Brigitte Beraha straddles a number of these fields, and Blink is kinda smooth, kinda background, and kinda cool – not in an overtly slick, smooth, nauseatingly muso way, but very much laid back and sultry nevertheless. Her vocal is breathy and intimate at the start of the title track, which sashays between a stop start rhythm and something altogether smoother, and the sound swells and rolls through a succession of passages over its seven and a half minutes that carry you along and make you forget yourself as you’re carried beyond the confines of conventional song structures.

“I love Doors… Everything about them. Well, almost everything,” Beraha reveals on ‘Doors’, seconds before a cascade of calamitous percussion rains down onto ringing chimes. “Light… heavy… ones that resist pressure…very well-oiled ones…” Ah yes, Doors. Not The Doors. I didn’t used to like The Doors, but came to appreciate them in my mid-teens, before realising that no, they were as crap as I had originally thought. I much prefer the wooden slabs these days, particularly over veneered chipboard or MDF: they may or may not be “fascinating pieces of history,” but they tend to be functional in the main, and while they can be frustrating if they don’t close properly or keep blowing shut, they’re not self-indulgent toss.

There are other unexpected insights to be found over the course of Blink, although most are musical rather than lyrical, and tend to be fleeting flickers whereby the listener gets to peer in between the wavy lines that drift effortlessly as a piano tinkles behind quavering woodwind, and see snippets of another world.

The thirteen-minute ‘Modulo 7’ is breezy, and skips along lightly for the most part, starting sparse and strange, and through twists and turns the layers build over and across one another, a serpentine melange of parts that spread and circle in different directions, landing in precisely the terrain that people find difficult to navigate, particularly as it’s both busy and smooth at the same time – and then, abruptly, it halts, and we’re plunged into darkness, and a deep throb murmurs ominously.

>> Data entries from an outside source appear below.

use crate::channel::WsChannelFactory;
use crate::config::{load_file_config, RuntimeConfig};
use crate::controller::{ControllerSettings, Diagnostic, SessionController};
use crate::request::RequestClient;
use scanctl_core::{ControllerError, ScanParams, StatusInferencer};
use std::str::FromStr;
use std::sync::Arc;
use tokio::io::{AsyncBufReadExt, BufReader};
use tokio::sync::mpsc;
use tracing::{debug, info, warn};

const HELP: &str = "\
commands:
  check                                         ping the rig
  connect                                       open a session
  test-lidar | test-engine                      run a diagnostic
  start <range> <step> <duration> <pulse_delay> start a scan
  stop                                          stop the current task
  download                                      save the finished scan
  status                                        show session and task
  help                                          show this text
  quit                                          exit";

const START_USAGE: &str = "usage: start <range> <step> <duration> <pulse_delay>";

#[derive(Debug, Clone, PartialEq, Eq)]
pub enum Command {
    Check,
    Connect,
    TestLidar,
    TestEngine,
    Start(ScanParams),
    Stop,
    Download,
    Status,
    Help,
    Quit,
}

impl FromStr for Command {
    type Err = String;

    fn from_str(value: &str) -> Result<Self, Self::Err> {
        let mut words = value.split_whitespace();
        let Some(head) = words.next() else {
            return Err("empty command".to_string());
        };
        let args: Vec<&str> = words.collect();
        let command = match head.to_ascii_lowercase().as_str() {
            "check" | "ping" => Command::Check,
            "connect" => Command::Connect,
            "test-lidar" => Command::TestLidar,
            "test-engine" => Command::TestEngine,
            "start" => match args.as_slice() {
                [range, step, duration, pulse_delay] => {
                    return Ok(Command::Start(ScanParams::new(
                        *range,
                        *step,
                        *duration,
                        *pulse_delay,
                    )))
                }
                _ => return Err(START_USAGE.to_string()),
            },
            "stop" => Command::Stop,
            "download" => Command::Download,
            "status" => Command::Status,
            "help" | "?" => Command::Help,
            "quit" | "exit" => Command::Quit,
            other => return Err(format!("unknown command '{other}' (try help)")),
        };
        if !args.is_empty() {
            return Err(format!("{head} takes no arguments"));
        }
        Ok(command)
    }
}

/// Runs the interactive console until quit or end of input.
pub async fn run(config: RuntimeConfig) -> Result<(), ControllerError> {
    let requests = RequestClient::new(&config.backend_url, config.request_timeout)?;
    let channels = WsChannelFactory::new(&config.backend_url)?
        .with_handshake_timeout(config.request_timeout);
    let file_config = load_file_config(&config.config_path);
    let inferencer = StatusInferencer::new(file_config.phrases);
    debug!(
        "terminal_phrases: finished={:?} aborted={:?}",
        inferencer.phrases().finished,
        inferencer.phrases().aborted
    );
    let settings = ControllerSettings {
        inferencer,
        download_dir: config.download_dir.clone(),
    };
    let (event_tx, mut event_rx) = mpsc::unbounded_channel();
    let (log_tx, mut log_rx) = mpsc::unbounded_channel::<String>();
    let controller = Arc::new(SessionController::new(
        Arc::new(requests),
        Arc::new(channels),
        settings,
        event_tx,
        log_tx,
    ));
    info!(
        "console_start: session={} backend={}",
        config.session_id, config.backend_url
    );

    let mut controls = controller.subscribe_affordances();
    println!("scanctl: backend {} (type help)", config.backend_url);
    println!("controls: {}", *controls.borrow_and_update());

    let mut lines = BufReader::new(tokio::io::stdin()).lines();
    loop {
        tokio::select! {
            line = lines.next_line() => {
                match line {
                    Ok(Some(line)) => {
                        if !handle_line(&controller, &line) {
                            break;
                        }
                    }
                    Ok(None) => break,
                    Err(err) => {
                        warn!("stdin_error: {err}");
                        break;
                    }
                }
            }
            Some(event) = event_rx.recv() => {
                controller.apply_channel_event(event);
            }
            Some(line) = log_rx.recv() => {
                println!("{}", line.trim_end());
            }
            changed = controls.changed() => {
                if changed.is_err() {
                    break;
                }
                println!("controls: {}", *controls.borrow_and_update());
            }
        }
    }

    controller.shutdown().await;
    while let Ok(event) = event_rx.try_recv() {
        controller.apply_channel_event(event);
    }
    while let Ok(line) = log_rx.try_recv() {
        println!("{}", line.trim_end());
    }
    info!("console_stop: session={}", config.session_id);
    Ok(())
}

/// Returns false when the console should exit.
fn handle_line(controller: &Arc<SessionController>, line: &str) -> bool {
    if line.trim().is_empty() {
        return true;
    }
    let command = match line.parse::<Command>() {
        Ok(command) => command,
        Err(message) => {
            println!("{message}");
            return true;
        }
    };
    let controller = Arc::clone(controller);
    match command {
        Command::Check => {
            tokio::spawn(async move {
                let _ = controller.check_connection().await;
            });
        }
        Command::Connect => {
            tokio::spawn(async move {
                let _ = controller.connect().await;
            });
        }
        Command::TestLidar => {
            tokio::spawn(async move {
                let _ = controller.run_diagnostic(Diagnostic::Lidar).await;
            });
        }
        Command::TestEngine => {
            tokio::spawn(async move {
                let _ = controller.run_diagnostic(Diagnostic::Engine).await;
            });
        }
        Command::Start(params) => {
            tokio::spawn(async move {
                let _ = controller.start_scan(params).await;
            });
        }
        Command::Stop => {
            tokio::spawn(async move {
                let _ = controller.stop_scan().await;
            });
        }
        Command::Download => {
            tokio::spawn(async move {
                let _ = controller.download().await;
            });
        }
        Command::Status => println!("{}", status_line(&controller)),
        Command::Help => println!("{HELP}"),
        Command::Quit => return false,
    }
    true
}

fn status_line(controller: &SessionController) -> String {
    let task = match controller.current_task() {
        Some(task) => {
            let mut line = format!("task {} ({}) {}", task.id, task.kind, task.status());
            if let Some(name) = task.promised_filename() {
                line.push_str(&format!(" file={name}"));
            }
            if task.stop_requested && !task.status().is_terminal() {
                line.push_str(" stop requested");
            }
            line
        }
        None => "no task".to_string(),
    };
    format!(
        "state: {} | {task} | controls: {}",
        controller.state().as_str(),
        controller.affordances()
    )
}

#[cfg(test)]
mod tests {
    use super::*;

    #[test]
    fn parses_bare_commands_case_insensitively() {
        assert_eq!("check".parse::<Command>(), Ok(Command::Check));
        assert_eq!("  CONNECT ".parse::<Command>(), Ok(Command::Connect));
        assert_eq!("Test-Lidar".parse::<Command>(), Ok(Command::TestLidar));
        assert_eq!("test-engine".parse::<Command>(), Ok(Command::TestEngine));
        assert_eq!("stop".parse::<Command>(), Ok(Command::Stop));
        assert_eq!("download".parse::<Command>(), Ok(Command::Download));
        assert_eq!("exit".parse::<Command>(), Ok(Command::Quit));
    }

    #[test]
    fn start_takes_four_values_verbatim() {
        assert_eq!(
            "start 90 0.5 10 200".parse::<Command>(),
            Ok(Command::Start(ScanParams::new("90", "0.5", "10", "200")))
        );
        assert_eq!(
            "start 90 0.5".parse::<Command>(),
            Err(START_USAGE.to_string())
        );
    }

    #[test]
    fn rejects_unknown_commands_and_stray_arguments() {
        let unknown = "scan".parse::<Command>().expect_err("unknown");
        assert!(unknown.contains("unknown command 'scan'"));
        let stray = "stop now".parse::<Command>().expect_err("stray");
        assert_eq!(stray, "stop takes no arguments");
        assert!("   ".parse::<Command>().is_err());
    }
}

The pace quickens and the tension rises: the last thing you’d be expecting is pulsating dark ambience with an industrial edge in the middle of this album. The oscillating waves and echoic brass that drifts from the darkness is compelling, and in places calls to mind some of Throbbing Gristle’s exploratory works.

That it’s hard to really summarise or even reasonably convey an album that carries such contrasts with the sparse-tone challenging ‘Too Far to Hear My Singing’ skipping and swooning between moods in a moment, and it’s perhaps futile to even contemplate doing so while wrestling with the idea that some note sequences simply shouldn’t exist, while other still don’t sound like they’re possible or within the realms of music. But they do, and they are, and they’re here, woven into the complexities of an album that’s intricate yet sounds deceptively simple, leaving plenty to ponder.